On his first day in the House of Assembly since his illness in early May, Prime Minister Perry Christie on Wednesday moved for a first reading of The National Honours Bill, which would provide for the establishment and conferment of national honours.


He also moved for a first reading of The National Heroes Bill, which would "institutionalize the recognition by a nation of the contribution made to its emancipation and growth by its national heroes."


Prime Minister Christie said the government is considering whether to formally rename the October 12th holiday National Heroes Day.


But he told House Members, "There is a strong minority report which says you don’t take an about face on history…the fact of the matter is it is an imperative that this country comes face to face with the need to have a national honour system and to have recognized in it the appropriate level of recognition for those men and women who have contributed greatly to our country.


"There is a very strong school of thought, notwithstanding this bill, that we, if only for a time, continue with the queen’s honours. Other countries in the region and the world have eliminated them."

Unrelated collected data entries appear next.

//! # Domain Module
//!
//! Business logic of the Korvo dashboard, independent of any UI framework or
//! storage mechanism.
//!
//! ## Module Organization
//!
//! - **date_utils**: month/week grids, week alignment and date formatting
//! - **time_slots**: the fixed 07:00-06:00 half-hour enumeration
//! - **availability**: recurring weekly availability with the always-available override
//! - **placement**: hash index joining appointments to calendar cells
//! - **navigation**: cursor paging for the week and month layouts
//! - **calendar**: month and week render models
//! - **appointment_service**: booking CRUD and the double-booking rule
//! - **forms**: schema-driven form state shared by every create/edit dialog
//! - **event_service**: events built from the event form
//! - **models**: domain records that are not plain DTOs
//!
//! ## Rules
//!
//! - Calendar weeks start on Monday; Sunday is the last column
//! - Placement is exact string equality on ISO date and slot label
//! - Toggling availability under the override never changes the selection
//! - Navigation never produces an invalid date

pub mod appointment_service;
pub mod availability;
pub mod calendar;
pub mod date_utils;
pub mod event_service;
pub mod forms;
pub mod models;
pub mod navigation;
pub mod placement;
pub mod time_slots;

pub use appointment_service::{AppointmentError, AppointmentService};
pub use availability::{AvailabilityError, AvailabilityKey, AvailabilityModel};
pub use calendar::CalendarService;
pub use event_service::EventService;
pub use navigation::CalendarNavigator;
pub use placement::AppointmentIndex;
pub use time_slots::{time_slots, TimeSlot, TimeSlotParseError};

The system of honours would be known, as the National Hero Order of The Bahamas and its chancellor would be the governor general who would appoint a person to be secretary of the order.


The secretary would be responsible for maintaining the records of the order; arranging investitures; and performing other functions in respect of the order as the governor general may from time to time direct.


The bill also outlines who would be eligible for such an honour, noting that, "a person who is or was at the time of his death, a citizen of The Bahamas and who satisfies the criteria set out…is eligible for the conferment of the honour of National Hero of The Bahamas."


Every person upon whom the honour of National Hero of The Bahamas has been conferred is entitled to wear as a decoration the prescribed insignia of the order.


In determining the eligibility of a person, an advisory committee shall determine whether a person has made a "seminal contribution to The Bahamas and which…has altered the course of the history of The Bahamas."


The committee would also determine whether the person being considered has given service to The Bahamas "which has been exemplified by visionary and pioneering leadership, extraordinary achievement and the attainment of the highest excellence which has rebounded to the honour of The Bahamas and which service and attainment have been acknowledged as a source of inspiration by a significant portion of the nation."


The national hero, according to the National Heroes Bill, could be chosen based on his or her "heroic exploits and sacrifice, having gone beyond their personal and historic limitations, and contributed to the improvement of the economic, spiritual and social conditions of the nation as a whole."


The National Honours Bill, meanwhile, creates four societies of honour – the Order of The Bahamas, the Companion of the Order of The Bahamas, the Order of Merit and the Order of Distinction.


"It might well be like Barbados – which through permission and consent designed their own national honours which includes knighthoods and dames and conferred with the authority of the crown by Barbados," the prime minister said.


"There will be doubtless, the Order of The Bahamas; doubtless, we will have national heroes."